The initial assignment involved two senior family and childcare lawyers from the UK providing training to 400 Paraguayan judicial and senior government counterparts. The topics included increasing awareness about the role of the judiciary in the care and protection of children, and the importance of the judiciary’s considerations of the impact of its decisions on children. This assignment opened the space for the Paraguayan judiciary to be involved in the movement for improved care and protection of children. It was the first time that judges, prosecutors and public defenders were brought together to focus on this issue.
Most of the participants said that the trainings were applicable to the Paraguayan context and that they could apply the lessons learnt to their practice. In addition, feedback from PPF suggested that the public defenders, public prosecutors, judges and members of the Ministry of Children who had received the trainings were interested in continuing to cooperate after the assignment.
The November 2018 training led to a Declaration of Commitment to ‘Best Practices in the Judicial Process of Protection and Care for the Child’, signed by the Supreme Court of Justice, the Office of the Public Prosecutor, the Ministry of Defense Public and the Ministry of Children and Adolescents in April 2019. Following this, the Paraguay Ministry of Children decided to carry out a national review of the child protection and care system from August to December 2019.

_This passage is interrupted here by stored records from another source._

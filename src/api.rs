// API client module: a small blocking HTTP client for the GENESIS-Online
// REST API. Only two endpoints are used: the table export and the login
// check.

use crate::config::GenesisConfig;
use crate::ffcsv;
use crate::table::Table;
use anyhow::{Context, Result};
use reqwest::blocking::Client;
use reqwest::header::{HeaderMap, HeaderValue};
use reqwest::StatusCode;
use serde::Deserialize;
use thiserror::Error;
use tracing::{debug, warn};

const BASE_URL_VAR: &str = "GENESIS_BASE_URL";

/// Failures reported by the API itself, as opposed to transport errors.
#[derive(Debug, Error)]
pub enum ApiError {
    #[error("HTTP {status}: {body}")]
    Http { status: StatusCode, body: String },
    #[error("GENESIS status {code} ({kind}): {content}")]
    Status {
        code: i64,
        kind: String,
        content: String,
    },
    #[error("login rejected: {0}")]
    LoginRejected(String),
    #[error("unexpected response body: {0}")]
    UnexpectedBody(String),
}

/// Parameters for one table export. Years are inclusive, four digits.
#[derive(Debug, Clone, PartialEq, Eq)]
pub struct TableRequest {
    pub name: String,
    pub start_year: String,
    pub end_year: String,
    pub language: String,
}

impl TableRequest {
    /// Request with German labels, which is what the prettified column
    /// names (`Jahr`, `Bundesland`, ...) rely on.
    pub fn new(name: &str, start_year: &str, end_year: &str) -> Self {
        Self {
            name: name.to_string(),
            start_year: start_year.to_string(),
            end_year: end_year.to_string(),
            language: "de".to_string(),
        }
    }
}

/// Anything that can hand back a prettified table for a request.
/// `Ok(None)` means the provider answered but had no data.
pub trait TableProvider {
    fn fetch_table(&self, req: &TableRequest) -> Result<Option<Table>>;
}

/// GENESIS status block attached to JSON responses.
#[derive(Deserialize, Debug)]
struct StatusBlock {
    #[serde(rename = "Code")]
    code: i64,
    #[serde(rename = "Content", default)]
    content: String,
    #[serde(rename = "Type", default)]
    kind: String,
}

#[derive(Deserialize, Debug)]
struct StatusResponse {
    #[serde(rename = "Status")]
    status: Option<StatusBlock>,
}

/// Blocking client holding the base URL and credentials. Credentials go
/// into request headers on every call.
#[derive(Clone)]
pub struct ApiClient {
    client: Client,
    base_url: String,
    username: String,
    password: String,
}

impl ApiClient {
    /// Build a client from the stored configuration. `GENESIS_BASE_URL`
    /// overrides the configured endpoint.
    pub fn from_config(config: &GenesisConfig) -> Result<Self> {
        let base_url = std::env::var(BASE_URL_VAR)
            .ok()
            .filter(|u| !u.is_empty())
            .unwrap_or_else(|| config.base_url.clone());
        let client = Client::builder()
            .build()
            .context("Failed to build HTTP client")?;
        Ok(ApiClient {
            client,
            base_url,
            username: config.username.clone(),
            password: config.password.clone(),
        })
    }

    fn url(&self, endpoint: &str) -> String {
        format!("{}/{}", self.base_url.trim_end_matches('/'), endpoint)
    }

    fn credential_headers(&self) -> Result<HeaderMap> {
        let mut headers = HeaderMap::new();
        headers.insert(
            "username",
            HeaderValue::from_str(&self.username).context("Invalid characters in username")?,
        );
        headers.insert(
            "password",
            HeaderValue::from_str(&self.password).context("Invalid characters in password")?,
        );
        Ok(headers)
    }

    fn post(&self, endpoint: &str, form: &[(&str, &str)]) -> Result<String> {
        let url = self.url(endpoint);
        debug!(%url, "POST");
        let res = self
            .client
            .post(&url)
            .headers(self.credential_headers()?)
            .form(form)
            .send()
            .with_context(|| format!("Failed to send request to {}", endpoint))?;
        let status = res.status();
        if !status.is_success() {
            let body = res.text().unwrap_or_else(|_| "".into());
            return Err(ApiError::Http { status, body }.into());
        }
        let body = res.text().context("Reading response body")?;
        Ok(body)
    }

    /// Ask the API whether the configured credentials are accepted.
    /// Returns the server's confirmation text.
    pub fn login_check(&self) -> Result<String> {
        let body = self.post("helloworld/logincheck", &[("language", "de")])?;
        Ok(login_status(&body)?)
    }

    /// Fetch the raw ffcsv export of a table. `None` when the API answers
    /// without table data.
    pub fn fetch_tablefile(&self, req: &TableRequest) -> Result<Option<String>> {
        let form = [
            ("name", req.name.as_str()),
            ("area", "all"),
            ("compress", "false"),
            ("transpose", "false"),
            ("startyear", req.start_year.as_str()),
            ("endyear", req.end_year.as_str()),
            ("format", "ffcsv"),
            ("job", "false"),
            ("language", req.language.as_str()),
        ];
        let body = self.post("data/tablefile", &form)?;
        Ok(interpret_body(body)?)
    }
}

impl TableProvider for ApiClient {
    fn fetch_table(&self, req: &TableRequest) -> Result<Option<Table>> {
        let Some(raw) = self.fetch_tablefile(req)? else {
            return Ok(None);
        };
        let table = ffcsv::parse(&raw)
            .and_then(|t| ffcsv::prettify(&t))
            .with_context(|| format!("Failed to read export of table {}", req.name))?;
        Ok(Some(table))
    }
}

/// The login check answers with `{"Status": "..."}`; only a success
/// message in German or English counts as accepted.
fn login_status(body: &str) -> Result<String, ApiError> {
    let json: serde_json::Value = serde_json::from_str(body.trim())
        .map_err(|_| ApiError::UnexpectedBody(body.chars().take(200).collect()))?;
    let message = json
        .get("Status")
        .and_then(|s| s.as_str())
        .unwrap_or_default()
        .to_string();
    let lower = message.to_lowercase();
    if lower.contains("erfolgreich") || lower.contains("successfully") {
        Ok(message)
    } else {
        Err(ApiError::LoginRejected(body.to_string()))
    }
}

/// Table exports come back as CSV text; everything else is a JSON status
/// message. Errors in that message become `ApiError::Status`, other
/// messages mean "no data".
fn interpret_body(body: String) -> Result<Option<String>, ApiError> {
    let trimmed = body.trim_start_matches('\u{feff}').trim();
    if trimmed.is_empty() {
        return Ok(None);
    }
    if !trimmed.starts_with('{') {
        return Ok(Some(body));
    }

    let parsed: StatusResponse = serde_json::from_str(trimmed)
        .map_err(|_| ApiError::UnexpectedBody(trimmed.chars().take(200).collect()))?;
    match parsed.status {
        Some(s) if s.kind == "Fehler" || s.kind == "Error" => Err(ApiError::Status {
            code: s.code,
            kind: s.kind,
            content: s.content,
        }),
        Some(s) => {
            warn!("GENESIS status {} ({}): {}", s.code, s.kind, s.content);
            Ok(None)
        }
        None => Ok(None),
    }
}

A4ID’s ROLE UK Programme and SFAC provided technical and financial support for the national review and the analytical phase was completed in December 2019. The results of the review were presented at a high-level Summit in the same month by the Ministry of Children and Adolescents, the Ministry of Public Defense, the Supreme Court of Justice, the Office of the Public Prosecutor and the High Authorities of the System to the Government of Paraguay. At this Summit, the partnership’s work progressed significantly, leading to an inter-agency framework for the management of child protection cases being ratified. This was a significant milestone, suggesting future interagency cooperation regarding court proceedings for child protection cases.
During the Summit, the SFAC-funded specialist and children’s lawyer, Ruth Sharon, led the creation of a roadmap that highlighted short- and long-term improvements to restructure the care system throughout the country. The roadmap included the development of a unified guidance manual of functions and procedures and the development of control and monitoring mechanisms for children’s rights with standardised criteria. This roadmap represents a strong platform from which the sustainability of the reforms supported by A4ID’s ROLE UK Programme can be optimised.
Whilst knowledge of context is paramount, it can often be difficult to identify the changes needed from an ‘insider’ perspective Judicial, government and legal participants at the Summit stressed the usefulness of the critical ‘outsider’ perspective provided by Ruth Sharon. In highlighting what could be done to improve child protection services, all the relevant stakeholders could move towards the creation of a roadmap with the government with efficient solutions and achievable improvements for the care system. This would primarily ensure that the child is the central focus of child protection policies and practice.
By continuing to provide key strategic and financial support, the partnership strives in the long-term to empower Paraguayan courts to make judgments which promote and protect the 35% of the population composed of children. It also seeks to ensure that children’s rights are paramount in every decision made about their safety and welfare, particularly in relation to their right to live as a family. This thereby contributes towards SDG 16.2 and the UK Foreign, Commonwealth and Development Office’s equality and social justice rule of law pathway.